-- TASK DIRECTIONS --
Pull every line with "region" from the data below and copy it.

-- EXTRACTED INFORMATION --

▼▼▼

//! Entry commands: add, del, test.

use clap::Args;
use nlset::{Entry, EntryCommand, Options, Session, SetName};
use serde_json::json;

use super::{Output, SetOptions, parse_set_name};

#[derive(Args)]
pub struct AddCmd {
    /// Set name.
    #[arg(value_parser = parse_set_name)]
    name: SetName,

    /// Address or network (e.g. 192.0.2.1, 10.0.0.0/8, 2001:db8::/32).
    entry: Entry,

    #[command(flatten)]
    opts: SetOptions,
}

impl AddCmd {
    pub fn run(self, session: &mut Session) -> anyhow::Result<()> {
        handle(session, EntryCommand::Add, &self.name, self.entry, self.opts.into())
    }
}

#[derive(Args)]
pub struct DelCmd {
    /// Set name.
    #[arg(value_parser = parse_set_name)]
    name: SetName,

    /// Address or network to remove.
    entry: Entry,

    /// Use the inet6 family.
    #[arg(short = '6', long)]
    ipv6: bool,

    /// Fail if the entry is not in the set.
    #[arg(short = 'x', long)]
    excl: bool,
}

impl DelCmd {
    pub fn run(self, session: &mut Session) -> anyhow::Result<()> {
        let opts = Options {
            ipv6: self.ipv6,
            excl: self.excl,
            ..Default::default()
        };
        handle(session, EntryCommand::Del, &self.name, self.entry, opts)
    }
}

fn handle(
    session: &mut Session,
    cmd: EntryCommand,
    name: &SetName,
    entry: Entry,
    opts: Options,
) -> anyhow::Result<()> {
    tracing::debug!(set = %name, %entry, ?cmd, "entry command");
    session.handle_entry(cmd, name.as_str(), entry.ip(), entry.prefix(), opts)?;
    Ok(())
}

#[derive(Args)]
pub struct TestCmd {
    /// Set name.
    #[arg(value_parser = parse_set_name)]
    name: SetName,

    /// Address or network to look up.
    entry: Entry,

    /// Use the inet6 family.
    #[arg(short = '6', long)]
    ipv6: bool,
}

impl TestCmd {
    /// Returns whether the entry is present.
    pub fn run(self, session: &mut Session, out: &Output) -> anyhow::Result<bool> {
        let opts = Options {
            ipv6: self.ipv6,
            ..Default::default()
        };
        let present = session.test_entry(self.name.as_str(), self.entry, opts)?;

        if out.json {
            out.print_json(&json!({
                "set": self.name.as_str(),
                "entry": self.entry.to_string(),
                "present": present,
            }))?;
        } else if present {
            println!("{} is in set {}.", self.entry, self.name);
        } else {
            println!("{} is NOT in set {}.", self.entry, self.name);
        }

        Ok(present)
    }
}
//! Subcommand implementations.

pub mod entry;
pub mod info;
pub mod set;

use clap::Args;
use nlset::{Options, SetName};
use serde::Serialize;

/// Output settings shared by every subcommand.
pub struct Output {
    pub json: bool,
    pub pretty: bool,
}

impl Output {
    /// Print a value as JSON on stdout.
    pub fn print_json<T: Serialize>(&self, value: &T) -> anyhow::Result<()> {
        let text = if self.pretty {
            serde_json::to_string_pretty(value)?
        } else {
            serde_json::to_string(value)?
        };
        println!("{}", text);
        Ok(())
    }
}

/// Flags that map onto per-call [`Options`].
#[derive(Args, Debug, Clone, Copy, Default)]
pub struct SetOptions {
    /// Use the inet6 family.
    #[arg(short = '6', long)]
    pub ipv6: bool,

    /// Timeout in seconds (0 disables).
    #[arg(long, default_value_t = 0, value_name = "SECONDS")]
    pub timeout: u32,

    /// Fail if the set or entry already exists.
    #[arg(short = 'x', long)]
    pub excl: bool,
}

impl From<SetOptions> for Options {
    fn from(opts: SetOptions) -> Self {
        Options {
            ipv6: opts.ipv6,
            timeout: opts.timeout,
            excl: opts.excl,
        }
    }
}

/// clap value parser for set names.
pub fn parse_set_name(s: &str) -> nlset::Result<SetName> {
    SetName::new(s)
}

▲▲▲
▼▼▼

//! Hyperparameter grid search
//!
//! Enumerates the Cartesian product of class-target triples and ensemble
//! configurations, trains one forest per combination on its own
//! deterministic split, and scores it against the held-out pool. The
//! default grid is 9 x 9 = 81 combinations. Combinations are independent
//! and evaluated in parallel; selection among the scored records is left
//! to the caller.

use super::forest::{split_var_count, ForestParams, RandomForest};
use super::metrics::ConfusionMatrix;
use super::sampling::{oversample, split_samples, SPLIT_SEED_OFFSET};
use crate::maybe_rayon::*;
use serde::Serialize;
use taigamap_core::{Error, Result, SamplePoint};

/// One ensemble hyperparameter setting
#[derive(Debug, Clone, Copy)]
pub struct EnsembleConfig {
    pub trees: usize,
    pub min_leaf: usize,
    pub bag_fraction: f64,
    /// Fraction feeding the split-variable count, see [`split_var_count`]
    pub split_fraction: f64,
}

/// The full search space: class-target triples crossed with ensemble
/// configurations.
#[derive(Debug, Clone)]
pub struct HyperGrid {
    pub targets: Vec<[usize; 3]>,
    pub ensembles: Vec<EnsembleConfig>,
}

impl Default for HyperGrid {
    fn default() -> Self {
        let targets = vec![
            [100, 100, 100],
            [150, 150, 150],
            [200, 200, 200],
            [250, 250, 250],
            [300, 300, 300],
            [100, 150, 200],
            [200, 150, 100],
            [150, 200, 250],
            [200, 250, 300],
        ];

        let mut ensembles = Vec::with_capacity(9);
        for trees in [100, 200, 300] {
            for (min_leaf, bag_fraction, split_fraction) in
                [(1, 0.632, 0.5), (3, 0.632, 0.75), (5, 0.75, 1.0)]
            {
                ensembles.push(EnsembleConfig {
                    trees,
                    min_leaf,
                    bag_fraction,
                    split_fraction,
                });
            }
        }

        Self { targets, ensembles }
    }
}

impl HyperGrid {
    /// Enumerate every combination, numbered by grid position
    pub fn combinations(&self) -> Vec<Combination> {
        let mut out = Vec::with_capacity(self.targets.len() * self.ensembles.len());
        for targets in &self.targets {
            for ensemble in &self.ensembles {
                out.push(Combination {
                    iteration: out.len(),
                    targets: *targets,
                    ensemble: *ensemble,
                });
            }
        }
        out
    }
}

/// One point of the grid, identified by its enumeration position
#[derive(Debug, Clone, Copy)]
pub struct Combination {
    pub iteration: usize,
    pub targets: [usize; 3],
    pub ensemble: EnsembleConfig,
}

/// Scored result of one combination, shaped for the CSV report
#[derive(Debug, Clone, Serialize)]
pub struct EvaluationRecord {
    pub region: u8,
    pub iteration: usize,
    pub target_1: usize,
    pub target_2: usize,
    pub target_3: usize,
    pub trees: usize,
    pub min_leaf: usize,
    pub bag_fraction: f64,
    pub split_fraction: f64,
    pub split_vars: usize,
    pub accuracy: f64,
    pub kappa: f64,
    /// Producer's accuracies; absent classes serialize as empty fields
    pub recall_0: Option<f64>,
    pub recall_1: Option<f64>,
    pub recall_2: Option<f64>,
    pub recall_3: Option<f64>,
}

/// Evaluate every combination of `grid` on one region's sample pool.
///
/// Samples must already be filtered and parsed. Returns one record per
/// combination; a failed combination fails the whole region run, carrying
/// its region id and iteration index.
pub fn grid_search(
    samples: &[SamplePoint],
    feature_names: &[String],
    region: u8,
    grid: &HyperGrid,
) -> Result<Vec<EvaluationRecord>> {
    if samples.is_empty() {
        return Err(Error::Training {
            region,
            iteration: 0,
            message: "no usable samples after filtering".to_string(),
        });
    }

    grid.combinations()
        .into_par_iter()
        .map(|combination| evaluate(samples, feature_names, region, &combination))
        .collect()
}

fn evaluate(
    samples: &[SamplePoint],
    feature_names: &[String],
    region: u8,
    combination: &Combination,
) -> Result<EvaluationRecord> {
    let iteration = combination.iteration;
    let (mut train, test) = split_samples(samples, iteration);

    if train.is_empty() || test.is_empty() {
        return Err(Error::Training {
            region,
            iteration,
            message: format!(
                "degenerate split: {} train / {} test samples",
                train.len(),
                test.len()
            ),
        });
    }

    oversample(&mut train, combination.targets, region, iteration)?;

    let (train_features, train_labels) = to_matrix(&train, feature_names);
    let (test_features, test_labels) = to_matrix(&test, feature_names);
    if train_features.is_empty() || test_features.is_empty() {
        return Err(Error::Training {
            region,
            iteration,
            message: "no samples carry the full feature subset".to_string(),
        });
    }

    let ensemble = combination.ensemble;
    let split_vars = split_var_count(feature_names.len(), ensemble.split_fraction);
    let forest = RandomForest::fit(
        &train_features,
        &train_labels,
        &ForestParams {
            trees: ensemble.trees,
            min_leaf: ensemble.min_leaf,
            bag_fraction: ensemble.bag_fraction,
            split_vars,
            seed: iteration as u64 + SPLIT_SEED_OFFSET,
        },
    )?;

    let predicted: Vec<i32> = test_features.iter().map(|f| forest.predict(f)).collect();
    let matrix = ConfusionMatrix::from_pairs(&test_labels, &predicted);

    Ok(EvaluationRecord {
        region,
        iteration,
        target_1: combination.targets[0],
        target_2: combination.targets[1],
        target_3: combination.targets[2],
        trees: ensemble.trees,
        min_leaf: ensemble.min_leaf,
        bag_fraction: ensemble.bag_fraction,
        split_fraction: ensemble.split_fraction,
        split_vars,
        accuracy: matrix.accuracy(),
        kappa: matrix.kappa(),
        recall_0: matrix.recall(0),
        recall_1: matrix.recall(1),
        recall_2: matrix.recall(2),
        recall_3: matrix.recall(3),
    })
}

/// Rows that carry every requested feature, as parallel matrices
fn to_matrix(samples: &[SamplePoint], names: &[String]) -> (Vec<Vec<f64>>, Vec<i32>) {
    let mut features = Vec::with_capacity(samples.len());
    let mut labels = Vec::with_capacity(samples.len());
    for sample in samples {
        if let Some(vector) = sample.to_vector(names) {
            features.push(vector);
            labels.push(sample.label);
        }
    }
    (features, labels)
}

▲▲▲

-- OUTPUT OF THE EXERCISE --
    pub region: u8,
/// Evaluate every combination of `grid` on one region's sample pool.
/// combination; a failed combination fails the whole region run, carrying
/// its region id and iteration index.
    region: u8,
            region,
        .map(|combination| evaluate(samples, feature_names, region, &combination))
    region: u8,
            region,
    oversample(&mut train, combination.targets, region, iteration)?;
            region,
        region,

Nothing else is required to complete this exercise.